» **Task to complete**: Filter the records below down to lines containing "Memory".

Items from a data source
use clap::{Parser, Subcommand, ValueEnum};

use crate::config::StoreBackend;
use crate::workflow::{AuthorId, CommentId, Doi, Persona};

pub mod commands;

#[derive(Parser)]
#[command(name = "prereview-workflow")]
#[command(about = "Drive PREreview comment submissions through their workflow")]
#[command(long_about = "Inspect and advance comment submissions against the configured state store. \
                       Every command prints the resulting state or next step as JSON.")]
pub struct Cli {
    /// Override the configured store backend
    #[arg(long, global = true, value_enum)]
    pub store: Option<BackendArg>,

    /// Override the directory used by the filesystem backend
    #[arg(long, global = true)]
    pub directory: Option<String>,

    #[command(subcommand)]
    pub command: Commands,
}

#[derive(Debug, Clone, Copy, ValueEnum)]
pub enum BackendArg {
    Memory,
    Filesystem,
    Sqlite,
}

impl From<BackendArg> for StoreBackend {
    fn from(arg: BackendArg) -> Self {
        match arg {
            BackendArg::Memory => StoreBackend::Memory,
            BackendArg::Filesystem => StoreBackend::Filesystem,
            BackendArg::Sqlite => StoreBackend::Sqlite,
        }
    }
}

#[derive(Debug, Clone, Copy, PartialEq, Eq, ValueEnum)]
pub enum PersonaArg {
    Public,
    Pseudonym,
}

impl From<PersonaArg> for Persona {
    fn from(arg: PersonaArg) -> Self {
        match arg {
            PersonaArg::Public => Persona::Public,
            PersonaArg::Pseudonym => Persona::Pseudonym,
        }
    }
}

#[derive(Subcommand)]
pub enum Commands {
    /// Show the stored state of a comment
    State {
        #[arg(long, help = "Comment id")]
        id: CommentId,
        /// Only show the comment if it belongs to this author
        #[arg(long, help = "ORCID iD of the asking author")]
        user: Option<AuthorId>,
    },
    /// Show what the author should do next
    Next {
        #[arg(long, help = "Comment id")]
        id: CommentId,
        #[arg(long, help = "ORCID iD of the asking author")]
        user: AuthorId,
    },
    /// Start a new comment on a PREreview
    Start {
        #[arg(long, help = "ORCID iD of the author")]
        user: AuthorId,
        #[arg(long, help = "Id of the PREreview being commented on")]
        prereview: u64,
        /// Reuse an id instead of generating one
        #[arg(long, help = "Comment id (a new one is generated when omitted)")]
        id: Option<CommentId>,
    },
    /// Enter or replace the comment text
    EnterComment {
        #[arg(long)]
        id: CommentId,
        #[arg(long)]
        user: AuthorId,
        #[arg(long, help = "Comment body")]
        text: String,
    },
    /// Choose the name the comment is published under
    ChoosePersona {
        #[arg(long)]
        id: CommentId,
        #[arg(long)]
        user: AuthorId,
        #[arg(long, value_enum)]
        persona: PersonaArg,
    },
    /// Declare competing interests, or none when no details are given
    DeclareCompetingInterests {
        #[arg(long)]
        id: CommentId,
        #[arg(long)]
        user: AuthorId,
        #[arg(long, help = "Details of the competing interests")]
        details: Option<String>,
    },
    /// Agree to the code of conduct
    AgreeToCodeOfConduct {
        #[arg(long)]
        id: CommentId,
        #[arg(long)]
        user: AuthorId,
    },
    /// Confirm the author has a verified email address
    ConfirmEmail {
        #[arg(long)]
        id: CommentId,
        #[arg(long)]
        user: AuthorId,
    },
    /// Check the draft is complete and make it ready for publishing
    Finalize {
        #[arg(long)]
        id: CommentId,
        #[arg(long)]
        user: AuthorId,
    },
    /// Request publication; completion is recorded with mark-published or mark-failed
    Publish {
        #[arg(long)]
        id: CommentId,
        #[arg(long)]
        user: AuthorId,
    },
    /// Record a successful publication (operator)
    MarkPublished {
        #[arg(long)]
        id: CommentId,
        #[arg(long, help = "DOI assigned to the comment")]
        doi: Doi,
        #[arg(long, help = "Numeric id assigned by the publication service")]
        record: u64,
    },
    /// Record a failed publication so the author can try again (operator)
    MarkFailed {
        #[arg(long)]
        id: CommentId,
        #[arg(long, default_value = "publication failed")]
        reason: String,
    },
}
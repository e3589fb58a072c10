use anyhow::Result;
use serde_json::json;

use super::{print_json, DynWorkflow};
use crate::workflow::{AuthorId, Command, CommentId};

/// A command issued by an author against one of their comments
pub struct AuthorCommand {
    pub id: CommentId,
    pub user: AuthorId,
    pub command: Command,
}

impl AuthorCommand {
    pub fn new(id: CommentId, user: AuthorId, command: Command) -> Self {
        Self { id, user, command }
    }

    pub async fn execute(self, workflow: &DynWorkflow) -> Result<()> {
        let state = workflow.handle(self.id, &self.user, self.command).await?;
        let next = workflow.next_step(&state);
        print_json(&json!({
            "id": self.id,
            "state": state,
            "next": next,
        }))
    }
}
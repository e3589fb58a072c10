// Next-command resolution shared by every page of the comment flow

use serde::{Deserialize, Serialize};

use super::state::{CommentState, Requirement, WorkflowPolicy};
use super::types::Doi;

/// The one command the author is expected to issue next
#[derive(Debug, Clone, Copy, PartialEq, Eq, Serialize, Deserialize)]
pub enum ExpectedCommand {
    StartComment,
    EnterComment,
    ChoosePersona,
    DeclareCompetingInterests,
    AgreeToCodeOfConduct,
    VerifyEmailAddress,
    Finalize,
    PublishComment,
}

impl From<Requirement> for ExpectedCommand {
    fn from(requirement: Requirement) -> Self {
        match requirement {
            Requirement::Comment => ExpectedCommand::EnterComment,
            Requirement::Persona => ExpectedCommand::ChoosePersona,
            Requirement::CompetingInterests => ExpectedCommand::DeclareCompetingInterests,
            Requirement::CodeOfConduct => ExpectedCommand::AgreeToCodeOfConduct,
            Requirement::VerifiedEmailAddress => ExpectedCommand::VerifyEmailAddress,
        }
    }
}

/// Pages shown once the comment no longer accepts input
#[derive(Debug, Clone, PartialEq, Eq, Serialize, Deserialize)]
pub enum TerminalRedirect {
    PublishingInProgress,
    Published { doi: Doi, id: u64 },
}

#[derive(Debug, Clone, PartialEq, Eq, Serialize, Deserialize)]
pub enum NextStep {
    Expected(ExpectedCommand),
    Terminal(TerminalRedirect),
}

impl NextStep {
    pub fn expected(&self) -> Option<ExpectedCommand> {
        match self {
            NextStep::Expected(expected) => Some(*expected),
            NextStep::Terminal(_) => None,
        }
    }
}

/// Resolve what the author should do next. Total over every state.
pub fn next_expected_command(state: &CommentState, policy: &WorkflowPolicy) -> NextStep {
    match state {
        CommentState::NotStarted => NextStep::Expected(ExpectedCommand::StartComment),
        CommentState::InProgress { draft, .. } => NextStep::Expected(
            draft
                .first_unmet(policy)
                .map(ExpectedCommand::from)
                .unwrap_or(ExpectedCommand::Finalize),
        ),
        CommentState::ReadyForPublishing { .. } => {
            NextStep::Expected(ExpectedCommand::PublishComment)
        }
        CommentState::BeingPublished { .. } => {
            NextStep::Terminal(TerminalRedirect::PublishingInProgress)
        }
        CommentState::Published { doi, id, .. } => NextStep::Terminal(TerminalRedirect::Published {
            doi: doi.clone(),
            id: *id,
        }),
    }
}

#[cfg(test)]
mod tests {
    use super::*;
    use crate::workflow::state::DraftComment;
    use crate::workflow::types::{AuthorId, CommentText, CompetingInterests, Persona, PrereviewId};

    fn in_progress(draft: DraftComment) -> CommentState {
        CommentState::InProgress {
            author_id: AuthorId::parse("0000-0002-1825-0097").unwrap(),
            prereview_id: PrereviewId(3),
            draft,
        }
    }

    #[test]
    fn test_not_started_expects_start() {
        assert_eq!(
            next_expected_command(&CommentState::NotStarted, &WorkflowPolicy::default()),
            NextStep::Expected(ExpectedCommand::StartComment)
        );
    }

    #[test]
    fn test_in_progress_walks_requirements_in_order() {
        let policy = WorkflowPolicy::default();
        let mut draft = DraftComment::default();
        let mut seen = Vec::new();

        loop {
            let step = next_expected_command(&in_progress(draft.clone()), &policy);
            let expected = step.expected().expect("in-progress always expects a command");
            seen.push(expected);

            match expected {
                ExpectedCommand::EnterComment => {
                    draft.comment = Some(CommentText::parse("Helpful review").unwrap())
                }
                ExpectedCommand::ChoosePersona => draft.persona = Some(Persona::Public),
                ExpectedCommand::DeclareCompetingInterests => {
                    draft.competing_interests = Some(CompetingInterests::None)
                }
                ExpectedCommand::AgreeToCodeOfConduct => draft.agreed_to_code_of_conduct = true,
                ExpectedCommand::VerifyEmailAddress => draft.verified_email_address_exists = true,
                ExpectedCommand::Finalize => break,
                other => panic!("unexpected step {other:?}"),
            }
        }

        assert_eq!(
            seen,
            vec![
                ExpectedCommand::EnterComment,
                ExpectedCommand::ChoosePersona,
                ExpectedCommand::DeclareCompetingInterests,
                ExpectedCommand::AgreeToCodeOfConduct,
                ExpectedCommand::VerifyEmailAddress,
                ExpectedCommand::Finalize,
            ]
        );
    }

    #[test]
    fn test_email_step_skipped_when_not_required() {
        let policy = WorkflowPolicy {
            require_verified_email: false,
        };
        let draft = DraftComment {
            comment: Some(CommentText::parse("Helpful review").unwrap()),
            persona: Some(Persona::Pseudonym),
            competing_interests: Some(CompetingInterests::None),
            agreed_to_code_of_conduct: true,
            verified_email_address_exists: false,
        };

        assert_eq!(
            next_expected_command(&in_progress(draft), &policy),
            NextStep::Expected(ExpectedCommand::Finalize)
        );
    }

    #[test]
    fn test_later_fields_do_not_skip_earlier_ones() {
        let draft = DraftComment {
            competing_interests: Some(CompetingInterests::None),
            verified_email_address_exists: true,
            ..DraftComment::default()
        };

        assert_eq!(
            next_expected_command(&in_progress(draft), &WorkflowPolicy::default()),
            NextStep::Expected(ExpectedCommand::EnterComment)
        );
    }
}
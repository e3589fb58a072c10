// Lifecycle states of a single comment submission

use serde::{Deserialize, Serialize};
use std::fmt;

use super::types::{
    AuthorId, CommentText, CompetingInterests, Doi, Persona, PrereviewId, PublishedComment,
};

/// System-wide rules the workflow is evaluated against
#[derive(Debug, Clone, Copy, PartialEq, Eq, Serialize, Deserialize)]
pub struct WorkflowPolicy {
    /// Authors must have a verified contact email before a comment can be finalized
    pub require_verified_email: bool,
}

impl Default for WorkflowPolicy {
    fn default() -> Self {
        Self {
            require_verified_email: true,
        }
    }
}

/// A draft field that still has to be provided, in the order authors are asked for them
#[derive(Debug, Clone, Copy, PartialEq, Eq, PartialOrd, Ord, Serialize, Deserialize)]
pub enum Requirement {
    Comment,
    Persona,
    CompetingInterests,
    CodeOfConduct,
    VerifiedEmailAddress,
}

impl fmt::Display for Requirement {
    fn fmt(&self, f: &mut fmt::Formatter<'_>) -> fmt::Result {
        let name = match self {
            Requirement::Comment => "comment",
            Requirement::Persona => "persona",
            Requirement::CompetingInterests => "competing interests",
            Requirement::CodeOfConduct => "code of conduct",
            Requirement::VerifiedEmailAddress => "verified email address",
        };
        f.write_str(name)
    }
}

/// Fields collected while a comment is being written; each may be present independently
#[derive(Debug, Clone, Default, PartialEq, Eq, Serialize, Deserialize)]
pub struct DraftComment {
    pub comment: Option<CommentText>,
    pub persona: Option<Persona>,
    pub competing_interests: Option<CompetingInterests>,
    pub agreed_to_code_of_conduct: bool,
    pub verified_email_address_exists: bool,
}

impl DraftComment {
    /// First requirement the draft does not meet yet, if any
    pub fn first_unmet(&self, policy: &WorkflowPolicy) -> Option<Requirement> {
        if self.comment.is_none() {
            Some(Requirement::Comment)
        } else if self.persona.is_none() {
            Some(Requirement::Persona)
        } else if self.competing_interests.is_none() {
            Some(Requirement::CompetingInterests)
        } else if !self.agreed_to_code_of_conduct {
            Some(Requirement::CodeOfConduct)
        } else if policy.require_verified_email && !self.verified_email_address_exists {
            Some(Requirement::VerifiedEmailAddress)
        } else {
            None
        }
    }

    /// Promote the draft to a complete comment, or name the first missing requirement
    pub fn complete(&self, policy: &WorkflowPolicy) -> Result<CompletedComment, Requirement> {
        if let Some(missing) = self.first_unmet(policy) {
            return Err(missing);
        }

        match (&self.comment, self.persona, &self.competing_interests) {
            (Some(comment), Some(persona), Some(competing_interests)) => Ok(CompletedComment {
                comment: comment.clone(),
                persona,
                competing_interests: competing_interests.clone(),
                verified_email_address_exists: self.verified_email_address_exists,
            }),
            (None, _, _) => Err(Requirement::Comment),
            (_, None, _) => Err(Requirement::Persona),
            (_, _, None) => Err(Requirement::CompetingInterests),
        }
    }
}

/// Every field a comment needs before it can be published
#[derive(Debug, Clone, PartialEq, Eq, Serialize, Deserialize)]
pub struct CompletedComment {
    pub comment: CommentText,
    pub persona: Persona,
    pub competing_interests: CompetingInterests,
    pub verified_email_address_exists: bool,
}

/// The single state a comment occupies at any time
#[derive(Debug, Clone, PartialEq, Eq, Serialize, Deserialize)]
#[serde(tag = "type")]
pub enum CommentState {
    NotStarted,
    InProgress {
        author_id: AuthorId,
        prereview_id: PrereviewId,
        draft: DraftComment,
    },
    ReadyForPublishing {
        author_id: AuthorId,
        prereview_id: PrereviewId,
        comment: CompletedComment,
    },
    BeingPublished {
        author_id: AuthorId,
        prereview_id: PrereviewId,
        snapshot: CompletedComment,
    },
    Published {
        author_id: AuthorId,
        prereview_id: PrereviewId,
        snapshot: CompletedComment,
        doi: Doi,
        id: u64,
    },
}

/// Fieldless mirror of [`CommentState`], ordered along the lifecycle
#[derive(Debug, Clone, Copy, PartialEq, Eq, PartialOrd, Ord, Hash, Serialize, Deserialize)]
pub enum StateTag {
    NotStarted,
    InProgress,
    ReadyForPublishing,
    BeingPublished,
    Published,
}

impl StateTag {
    pub fn ordinal(self) -> u8 {
        self as u8
    }

    pub fn as_str(self) -> &'static str {
        match self {
            StateTag::NotStarted => "not-started",
            StateTag::InProgress => "in-progress",
            StateTag::ReadyForPublishing => "ready-for-publishing",
            StateTag::BeingPublished => "being-published",
            StateTag::Published => "published",
        }
    }
}

impl fmt::Display for StateTag {
    fn fmt(&self, f: &mut fmt::Formatter<'_>) -> fmt::Result {
        f.write_str(self.as_str())
    }
}

impl CommentState {
    pub fn tag(&self) -> StateTag {
        match self {
            CommentState::NotStarted => StateTag::NotStarted,
            CommentState::InProgress { .. } => StateTag::InProgress,
            CommentState::ReadyForPublishing { .. } => StateTag::ReadyForPublishing,
            CommentState::BeingPublished { .. } => StateTag::BeingPublished,
            CommentState::Published { .. } => StateTag::Published,
        }
    }

    pub fn author_id(&self) -> Option<&AuthorId> {
        match self {
            CommentState::NotStarted => None,
            CommentState::InProgress { author_id, .. }
            | CommentState::ReadyForPublishing { author_id, .. }
            | CommentState::BeingPublished { author_id, .. }
            | CommentState::Published { author_id, .. } => Some(author_id),
        }
    }

    pub fn prereview_id(&self) -> Option<PrereviewId> {
        match self {
            CommentState::NotStarted => None,
            CommentState::InProgress { prereview_id, .. }
            | CommentState::ReadyForPublishing { prereview_id, .. }
            | CommentState::BeingPublished { prereview_id, .. }
            | CommentState::Published { prereview_id, .. } => Some(*prereview_id),
        }
    }

    /// True when `user` may see and act on this comment
    pub fn is_owned_by(&self, user: &AuthorId) -> bool {
        self.author_id().is_some_and(|author| author == user)
    }

    /// Identifiers of a published comment
    pub fn published(&self) -> Option<PublishedComment> {
        match self {
            CommentState::Published { doi, id, .. } => Some(PublishedComment {
                doi: doi.clone(),
                id: *id,
            }),
            _ => None,
        }
    }
}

» **Task result**:
    Memory,
            BackendArg::Memory => StoreBackend::Memory,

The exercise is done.